(ACTION ITEM) Could you give the data below again, exactly and completely?
※ ※ ※
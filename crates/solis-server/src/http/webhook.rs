//! Webhook ingress — POST /webhook.
//!
//! Validates the payload shape, authenticates the caller (HMAC signature or
//! shared token), drops self-echoes and non-message events, dedupes on the
//! gateway message id, and hands accepted events to the per-lead mailboxes.
//! 200 on accept or deliberate ignore, 4xx on malformed/unauthenticated,
//! 5xx only on internal failure (the gateway retries those).

use std::sync::Arc;

use axum::{
    body::Bytes,
    extract::State,
    http::{HeaderMap, StatusCode},
    Json,
};
use hmac::{Hmac, Mac};
use serde_json::{json, Value};
use sha2::Sha256;
use tracing::{info, warn};

use solis_whatsapp::types::WebhookPayload;

use crate::app::AppState;

type HmacSha256 = Hmac<Sha256>;

pub async fn webhook_handler(
    State(state): State<Arc<AppState>>,
    headers: HeaderMap,
    body: Bytes,
) -> Result<Json<Value>, (StatusCode, Json<Value>)> {
    if let Some(ref expected) = state.config.server.webhook_token {
        authenticate(&headers, &body, expected).map_err(|reason| {
            warn!(reason = %reason, "webhook authentication failed");
            (
                StatusCode::UNAUTHORIZED,
                Json(json!({"error": "authentication failed"})),
            )
        })?;
    }

    let payload: WebhookPayload = serde_json::from_slice(&body).map_err(|e| {
        warn!(error = %e, "malformed webhook body");
        (
            StatusCode::BAD_REQUEST,
            Json(json!({"error": "invalid JSON body"})),
        )
    })?;

    let event_name = payload.event.clone();
    let Some(inbound) = payload.into_inbound() else {
        // connection.update, messages.update, our own echoes: acknowledged
        // and dropped.
        return Ok(Json(json!({"ok": true, "ignored": event_name})));
    };

    if state.dedupe.check_and_insert(&inbound.gateway_message_id) {
        info!(gateway_id = %inbound.gateway_message_id, "duplicate webhook ignored");
        return Ok(Json(json!({"ok": true, "duplicate": true})));
    }

    info!(
        phone = %inbound.phone,
        content_type = %inbound.content_type,
        gateway_id = %inbound.gateway_message_id,
        "inbound event accepted"
    );
    state.intake.enqueue(inbound);
    Ok(Json(json!({"ok": true})))
}

/// Accept either a GitHub-style HMAC signature over the body or the shared
/// token in `apikey` / `Authorization: Bearer`.
fn authenticate(headers: &HeaderMap, body: &Bytes, expected: &str) -> Result<(), String> {
    if let Some(sig_header) = headers.get("x-hub-signature-256").and_then(|v| v.to_str().ok()) {
        let sig_hex = sig_header
            .strip_prefix("sha256=")
            .ok_or_else(|| "malformed X-Hub-Signature-256 header".to_string())?;
        let expected_mac =
            hex::decode(sig_hex).map_err(|_| "signature is not valid hex".to_string())?;
        let mut mac = HmacSha256::new_from_slice(expected.as_bytes())
            .map_err(|_| "invalid HMAC key length".to_string())?;
        mac.update(body);
        return mac
            .verify_slice(&expected_mac)
            .map_err(|_| "HMAC signature mismatch".to_string());
    }

    let presented = headers
        .get("apikey")
        .or_else(|| headers.get("authorization"))
        .and_then(|v| v.to_str().ok())
        .map(|v| v.strip_prefix("Bearer ").unwrap_or(v))
        .ok_or_else(|| "missing credentials".to_string())?;

    if presented == expected {
        Ok(())
    } else {
        Err("token mismatch".to_string())
    }
}

#[cfg(test)]
mod tests {
    use super::*;

    fn signed_headers(body: &[u8], secret: &str) -> HeaderMap {
        let mut mac = HmacSha256::new_from_slice(secret.as_bytes()).unwrap();
        mac.update(body);
        let sig = hex::encode(mac.finalize().into_bytes());
        let mut headers = HeaderMap::new();
        headers.insert(
            "x-hub-signature-256",
            format!("sha256={sig}").parse().unwrap(),
        );
        headers
    }

    #[test]
    fn hmac_signature_verifies() {
        let body = Bytes::from_static(b"{\"event\":\"messages.upsert\"}");
        let headers = signed_headers(&body, "secret");
        assert!(authenticate(&headers, &body, "secret").is_ok());
        assert!(authenticate(&headers, &body, "other").is_err());
    }

    #[test]
    fn apikey_header_verifies() {
        let body = Bytes::from_static(b"{}");
        let mut headers = HeaderMap::new();
        headers.insert("apikey", "tok".parse().unwrap());
        assert!(authenticate(&headers, &body, "tok").is_ok());
        assert!(authenticate(&headers, &body, "nope").is_err());
    }

    #[test]
    fn bearer_header_verifies() {
        let body = Bytes::from_static(b"{}");
        let mut headers = HeaderMap::new();
        headers.insert("authorization", "Bearer tok".parse().unwrap());
        assert!(authenticate(&headers, &body, "tok").is_ok());
    }

    #[test]
    fn missing_credentials_fail() {
        let body = Bytes::from_static(b"{}");
        assert!(authenticate(&HeaderMap::new(), &body, "tok").is_err());
    }
}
※ ※ ※
(WORKED SOLUTION)
filename crates/solis-server/src/http/webhook.rs
//! Webhook ingress — POST /webhook.
//!
//! Validates the payload shape, authenticates the caller (HMAC signature or
//! shared token), drops self-echoes and non-message events, dedupes on the
//! gateway message id, and hands accepted events to the per-lead mailboxes.
//! 200 on accept or deliberate ignore, 4xx on malformed/unauthenticated,
//! 5xx only on internal failure (the gateway retries those).

use std::sync::Arc;

use axum::{
    body::Bytes,
    extract::State,
    http::{HeaderMap, StatusCode},
    Json,
};
use hmac::{Hmac, Mac};
use serde_json::{json, Value};
use sha2::Sha256;
use tracing::{info, warn};

use solis_whatsapp::types::WebhookPayload;

use crate::app::AppState;

type HmacSha256 = Hmac<Sha256>;

pub async fn webhook_handler(
    State(state): State<Arc<AppState>>,
    headers: HeaderMap,
    body: Bytes,
) -> Result<Json<Value>, (StatusCode, Json<Value>)> {
    if let Some(ref expected) = state.config.server.webhook_token {
        authenticate(&headers, &body, expected).map_err(|reason| {
            warn!(reason = %reason, "webhook authentication failed");
            (
                StatusCode::UNAUTHORIZED,
                Json(json!({"error": "authentication failed"})),
            )
        })?;
    }

    let payload: WebhookPayload = serde_json::from_slice(&body).map_err(|e| {
        warn!(error = %e, "malformed webhook body");
        (
            StatusCode::BAD_REQUEST,
            Json(json!({"error": "invalid JSON body"})),
        )
    })?;

    let event_name = payload.event.clone();
    let Some(inbound) = payload.into_inbound() else {
        // connection.update, messages.update, our own echoes: acknowledged
        // and dropped.
        return Ok(Json(json!({"ok": true, "ignored": event_name})));
    };

    if state.dedupe.check_and_insert(&inbound.gateway_message_id) {
        info!(gateway_id = %inbound.gateway_message_id, "duplicate webhook ignored");
        return Ok(Json(json!({"ok": true, "duplicate": true})));
    }

    info!(
        phone = %inbound.phone,
        content_type = %inbound.content_type,
        gateway_id = %inbound.gateway_message_id,
        "inbound event accepted"
    );
    state.intake.enqueue(inbound);
    Ok(Json(json!({"ok": true})))
}

/// Accept either a GitHub-style HMAC signature over the body or the shared
/// token in `apikey` / `Authorization: Bearer`.
fn authenticate(headers: &HeaderMap, body: &Bytes, expected: &str) -> Result<(), String> {
    if let Some(sig_header) = headers.get("x-hub-signature-256").and_then(|v| v.to_str().ok()) {
        let sig_hex = sig_header
            .strip_prefix("sha256=")
            .ok_or_else(|| "malformed X-Hub-Signature-256 header".to_string())?;
        let expected_mac =
            hex::decode(sig_hex).map_err(|_| "signature is not valid hex".to_string())?;
        let mut mac = HmacSha256::new_from_slice(expected.as_bytes())
            .map_err(|_| "invalid HMAC key length".to_string())?;
        mac.update(body);
        return mac
            .verify_slice(&expected_mac)
            .map_err(|_| "HMAC signature mismatch".to_string());
    }

    let presented = headers
        .get("apikey")
        .or_else(|| headers.get("authorization"))
        .and_then(|v| v.to_str().ok())
        .map(|v| v.strip_prefix("Bearer ").unwrap_or(v))
        .ok_or_else(|| "missing credentials".to_string())?;

    if presented == expected {
        Ok(())
    } else {
        Err("token mismatch".to_string())
    }
}

#[cfg(test)]
mod tests {
    use super::*;

    fn signed_headers(body: &[u8], secret: &str) -> HeaderMap {
        let mut mac = HmacSha256::new_from_slice(secret.as_bytes()).unwrap();
        mac.update(body);
        let sig = hex::encode(mac.finalize().into_bytes());
        let mut headers = HeaderMap::new();
        headers.insert(
            "x-hub-signature-256",
            format!("sha256={sig}").parse().unwrap(),
        );
        headers
    }

    #[test]
    fn hmac_signature_verifies() {
        let body = Bytes::from_static(b"{\"event\":\"messages.upsert\"}");
        let headers = signed_headers(&body, "secret");
        assert!(authenticate(&headers, &body, "secret").is_ok());
        assert!(authenticate(&headers, &body, "other").is_err());
    }

    #[test]
    fn apikey_header_verifies() {
        let body = Bytes::from_static(b"{}");
        let mut headers = HeaderMap::new();
        headers.insert("apikey", "tok".parse().unwrap());
        assert!(authenticate(&headers, &body, "tok").is_ok());
        assert!(authenticate(&headers, &body, "nope").is_err());
    }

    #[test]
    fn bearer_header_verifies() {
        let body = Bytes::from_static(b"{}");
        let mut headers = HeaderMap::new();
        headers.insert("authorization", "Bearer tok".parse().unwrap());
        assert!(authenticate(&headers, &body, "tok").is_ok());
    }

    #[test]
    fn missing_credentials_fail() {
        let body = Bytes::from_static(b"{}");
        assert!(authenticate(&HeaderMap::new(), &body, "tok").is_err());
    }
}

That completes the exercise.